REPUBLIKA.CO.ID, JAKARTA -- Pengamat transportasi Aditya Dwi Laksana menyoroti kenaikan tarif angkutan umum setelah diumumkan kenaikan harga BBM 21 November lalu.
Jika ingin mengonversi angkutan umum agar menggunakan bahan bakar gas (BBG), pemerintah harus memastikan harga BBG kompetitif sehingga tidak berimbas seperti pada kenaikan harga BBM.
"Kita tidak bisa melihat hanya dari satu sisi angkutan saja, tapi harus melihat filosofinya. Angkutan umum menyangkut hajat hidup orang banyak," kata Aditya saat dihubungi Republika, Jumat (28/11).
Karena menyangkut hajat hidup orang banyak, pemerintah harus ambil bagian dengan menyediakan berbagai insentif kepada para pengusaha angkutan kota. Dengan begitu, mereka dapat membantu pemerintah dalam menyediakan angkutan kota yang lebih layak bagi masyarakat.
Menurut Aditya, pengusaha angkot tidak harus membeli angkutan baru jika ingin mengonversi kendaraannya menggunakan BBG. Pengusaha hanya perlu menyediakan konverter dan tabung gas. Di sinilah pemerintah seharusnya berperan.
Pemerintah diharapkan dapat menyediakan konverter gratis bagi para pengusaha angkutan. Aditya menyebutkan, saat ini sudah ada program konverter gratis, namun kendala masih ditemukan dalam hal ketersediaan BBG.

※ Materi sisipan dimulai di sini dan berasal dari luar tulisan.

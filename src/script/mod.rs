//! Pre-request script engine
//!
//! Scripts are Lua chunks run in a sandbox that only sees two values: `pm`,
//! the variable/header capability object, and `console`. Both are also
//! passed as the chunk's arguments (`local pm, console = ...`).
//!
//! ```lua
//! pm.variables.set("nonce", tostring(math.random(1, 1000000)))
//! pm.request.headers.upsert({ key = "X-Trace", value = pm.variables.get("trace") })
//! console.log("prepared", pm.variables.get("nonce"))
//! ```

mod api;

use std::cell::{Cell, RefCell};
use std::rc::Rc;

use mlua::{Function, HookTriggers, Lua, LuaOptions, MultiValue, StdLib, Table, VmState};

use crate::error::{Error, Result};
use crate::models::{Header, Variable};

/// Chunk name reported in script error messages
const CHUNK_NAME: &str = "pre-request";

/// Instructions a script may execute before it is stopped
const INSTRUCTION_BUDGET: u64 = 10_000_000;

/// Hook granularity, in VM instructions
const HOOK_INTERVAL: u32 = 1_000;

/// Heap ceiling for one script run
const MEMORY_LIMIT: usize = 16 * 1024 * 1024;

/// Globals copied into the sandbox environment
const SAFE_GLOBALS: &[&str] = &[
    "string", "table", "math", "utf8", "tostring", "tonumber", "type", "pairs", "ipairs",
    "next", "select", "error", "assert", "pcall", "unpack",
];

/// Variables and headers after a successful script run
#[derive(Clone, Debug, Default, PartialEq, Eq)]
pub struct ScriptOutcome {
    pub variables: Vec<Variable>,
    pub headers: Vec<Header>,
}

/// Mutable state the capability object reads and writes
#[derive(Debug, Default)]
pub(crate) struct ScriptState {
    variables: Vec<Variable>,
    headers: Vec<Header>,
}

impl ScriptState {
    fn seed(variables: &[Variable], headers: &[Header]) -> Self {
        let mut state = ScriptState::default();
        for variable in variables {
            state.set_variable(&variable.key, &variable.value);
        }
        for header in headers {
            match state.headers.iter_mut().find(|h| h.key == header.key) {
                Some(existing) => *existing = header.clone(),
                None => state.headers.push(header.clone()),
            }
        }
        state
    }

    pub(crate) fn variable(&self, key: &str) -> Option<&str> {
        self.variables
            .iter()
            .find(|v| v.key == key)
            .map(|v| v.value.as_str())
    }

    pub(crate) fn set_variable(&mut self, key: &str, value: &str) {
        match self.variables.iter_mut().find(|v| v.key == key) {
            Some(existing) => existing.value = value.to_string(),
            None => self.variables.push(Variable::new(key, value)),
        }
    }

    pub(crate) fn header(&self, key: &str) -> Option<&Header> {
        self.headers.iter().find(|h| h.key == key)
    }

    /// Set or overwrite a header; it is always enabled afterwards
    pub(crate) fn upsert_header(&mut self, key: &str, value: &str) {
        match self.headers.iter_mut().find(|h| h.key == key) {
            Some(existing) => {
                existing.value = value.to_string();
                existing.enabled = true;
            }
            None => self.headers.push(Header::new(key, value)),
        }
    }

    pub(crate) fn remove_header(&mut self, key: &str) {
        self.headers.retain(|h| h.key != key);
    }

    fn into_outcome(self) -> ScriptOutcome {
        ScriptOutcome {
            variables: self.variables,
            headers: self.headers,
        }
    }
}

/// Run `script` against the given variables and headers.
///
/// Any parse or runtime failure becomes [`Error::Script`] carrying the
/// interpreter's message.
pub fn run(script: &str, variables: &[Variable], headers: &[Header]) -> Result<ScriptOutcome> {
    let state = Rc::new(RefCell::new(ScriptState::seed(variables, headers)));

    execute(script, Rc::clone(&state)).map_err(|e| {
        tracing::warn!(error = %e, "Pre-request script failed");
        Error::script(e.to_string())
    })?;

    Ok(state.take().into_outcome())
}

fn execute(script: &str, state: Rc<RefCell<ScriptState>>) -> mlua::Result<()> {
    // No io, os, debug or package: the script only reaches what we hand it
    let libs = StdLib::TABLE | StdLib::STRING | StdLib::UTF8 | StdLib::MATH;
    let lua = Lua::new_with(libs, LuaOptions::default())?;
    lua.set_memory_limit(MEMORY_LIMIT)?;
    let exhausted = install_budget(&lua);

    let pm = api::create_pm(&lua, state)?;
    let console = api::create_console(&lua)?;
    let env = sandbox_env(&lua, &pm, &console, exhausted)?;

    let chunk: Function = lua
        .load(script)
        .set_name(CHUNK_NAME)
        .set_environment(env)
        .into_function()?;
    chunk.call::<()>((pm, console))
}

fn budget_error() -> mlua::Error {
    mlua::Error::RuntimeError(format!(
        "script exceeded instruction budget ({} instructions)",
        INSTRUCTION_BUDGET
    ))
}

/// Stop the script once it has run `INSTRUCTION_BUDGET` instructions.
/// Returns the flag that trips when the budget runs out.
fn install_budget(lua: &Lua) -> Rc<Cell<bool>> {
    let exhausted = Rc::new(Cell::new(false));
    let flag = Rc::clone(&exhausted);
    let executed = Cell::new(0u64);
    lua.set_hook(
        HookTriggers::new().every_nth_instruction(HOOK_INTERVAL),
        move |_, _| {
            executed.set(executed.get() + u64::from(HOOK_INTERVAL));
            if executed.get() > INSTRUCTION_BUDGET {
                flag.set(true);
                return Err(budget_error());
            }
            Ok(VmState::Continue)
        },
    );
    exhausted
}

/// `pcall` that cannot swallow the budget error
fn guarded_pcall(lua: &Lua, pcall: Function, exhausted: Rc<Cell<bool>>) -> mlua::Result<Function> {
    lua.create_function(move |_, args: MultiValue| {
        let results: MultiValue = pcall.call(args)?;
        if exhausted.get() {
            return Err(budget_error());
        }
        Ok(results)
    })
}

fn sandbox_env(
    lua: &Lua,
    pm: &Table,
    console: &Table,
    exhausted: Rc<Cell<bool>>,
) -> mlua::Result<Table> {
    let globals = lua.globals();
    let env = lua.create_table()?;
    for name in SAFE_GLOBALS {
        let value: mlua::Value = globals.get(*name)?;
        if !value.is_nil() {
            env.set(*name, value)?;
        }
    }
    let pcall: Function = globals.get("pcall")?;
    env.set("pcall", guarded_pcall(lua, pcall, exhausted)?)?;
    env.set("pm", pm.clone())?;
    env.set("console", console.clone())?;
    Ok(env)
}

#[cfg(test)]
mod tests {
    use super::*;

    fn vars(pairs: &[(&str, &str)]) -> Vec<Variable> {
        pairs.iter().map(|(k, v)| Variable::new(*k, *v)).collect()
    }

    #[test]
    fn test_set_variable() {
        let outcome = run(r#"pm.variables.set("x", "42")"#, &[], &[]).unwrap();
        assert_eq!(outcome.variables, vars(&[("x", "42")]));
    }

    #[test]
    fn test_get_reads_seeded_variables() {
        let script = r#"pm.variables.set("copy", pm.variables.get("base") .. "!")"#;
        let outcome = run(script, &vars(&[("base", "v")]), &[]).unwrap();
        assert_eq!(outcome.variables, vars(&[("base", "v"), ("copy", "v!")]));
    }

    #[test]
    fn test_numbers_are_stored_as_strings() {
        let outcome = run("pm.variables.set('n', 42); pm.variables.set('f', 1.5)", &[], &[]).unwrap();
        assert_eq!(outcome.variables, vars(&[("n", "42"), ("f", "1.5")]));
    }

    #[test]
    fn test_environment_aliases_variables() {
        let script = r#"pm.environment.set("a", "1"); pm.variables.set("b", pm.environment.get("a"))"#;
        let outcome = run(script, &[], &[]).unwrap();
        assert_eq!(outcome.variables, vars(&[("a", "1"), ("b", "1")]));
    }

    #[test]
    fn test_header_upsert_add_remove() {
        let headers = vec![
            Header::disabled("X-Off", "old"),
            Header::new("X-Drop", "bye"),
        ];
        let script = r#"
            pm.request.headers.upsert({ key = "X-Off", value = "new" })
            pm.request.headers.add({ key = "X-Added", value = "yes" })
            pm.request.headers.add("X-Pair", "2")
            pm.request.headers.remove("X-Drop")
        "#;
        let outcome = run(script, &[], &headers).unwrap();
        assert_eq!(
            outcome.headers,
            vec![
                Header::new("X-Off", "new"),
                Header::new("X-Added", "yes"),
                Header::new("X-Pair", "2"),
            ]
        );
    }

    #[test]
    fn test_iteration_data_is_empty() {
        let script = r#"assert(pm.iterationData.get("anything") == nil)"#;
        assert!(run(script, &[], &[]).is_ok());
    }

    #[test]
    fn test_capabilities_passed_as_arguments() {
        let script = r#"local p, c = ...; p.variables.set("via", "args"); c.log("ok")"#;
        let outcome = run(script, &[], &[]).unwrap();
        assert_eq!(outcome.variables, vars(&[("via", "args")]));
    }

    #[test]
    fn test_runtime_error_carries_message() {
        let err = run(r#"error("boom")"#, &[], &[]).unwrap_err();
        assert!(err.is_script());
        assert!(err.to_string().contains("boom"));
    }

    #[test]
    fn test_syntax_error_is_script_error() {
        let err = run("pm.variables.set(", &[], &[]).unwrap_err();
        assert!(err.is_script());
    }

    #[test]
    fn test_endless_loop_is_stopped() {
        let err = run("while true do end", &[], &[]).unwrap_err();
        assert!(err.is_script());
        assert!(err.to_string().contains("instruction budget"), "{err}");
    }

    #[test]
    fn test_pcall_cannot_swallow_budget() {
        let script = "while true do pcall(function() while true do end end) end";
        let err = run(script, &[], &[]).unwrap_err();
        assert!(err.is_script());
    }

    #[test]
    fn test_memory_limit_is_script_error() {
        let err = run(r#"local s = string.rep("x", 64 * 1024 * 1024)"#, &[], &[]).unwrap_err();
        assert!(err.is_script());
    }

    #[test]
    fn test_no_ambient_host_access() {
        for script in ["os.exit(1)", "io.write('x')", "require('socket')", "debug.traceback()"] {
            let err = run(script, &[], &[]).unwrap_err();
            assert!(err.is_script(), "{script} should fail");
        }
    }

    #[test]
    fn test_console_does_not_fail() {
        let script = r#"console.log("a", 1, true, nil); console.warn("w"); console.error({})"#;
        assert!(run(script, &[], &[]).is_ok());
    }
}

Insentif juga dapat diberikan dalam hal lain. Misalnya, pemerintah dapat memberikan keringanan bea masuk impor untuk pembelian angkot dan sparepart baru. Keringan juga dapat diberikan dalam hal administrasi, misalnya bea balik nama atau pajak kendaraan bermotor yang lebih murah.